• WHAT IS EXPECTED
The answer must consist of every record below, transcribed exactly.

• STORED DATA
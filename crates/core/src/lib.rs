//! Heron Core - Shared types library.
//!
//! This crate provides common types used across all Heron components:
//! - `fulfillment` - The inventory reservation and order fulfillment service
//! - `cli` - Command-line tools for migrations and management
//!
//! # Architecture
//!
//! The core crate contains only types and pure logic - no I/O, no database
//! access, no HTTP clients. This keeps it lightweight and allows it to be
//! used anywhere, including tests that never touch a live service.
//!
//! # Modules
//!
//! - [`types`] - Newtype IDs, money in minor currency units, email addresses,
//!   order ownership, and the order/payment status state machines

#![cfg_attr(not(test), forbid(unsafe_code))]

pub mod types;

pub use types::*;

• EXPECTED ANSWER
filename crates/core/src/lib.rs
//! Heron Core - Shared types library.
//!
//! This crate provides common types used across all Heron components:
//! - `fulfillment` - The inventory reservation and order fulfillment service
//! - `cli` - Command-line tools for migrations and management
//!
//! # Architecture
//!
//! The core crate contains only types and pure logic - no I/O, no database
//! access, no HTTP clients. This keeps it lightweight and allows it to be
//! used anywhere, including tests that never touch a live service.
//!
//! # Modules
//!
//! - [`types`] - Newtype IDs, money in minor currency units, email addresses,
//!   order ownership, and the order/payment status state machines

#![cfg_attr(not(test), forbid(unsafe_code))]

pub mod types;

pub use types::*;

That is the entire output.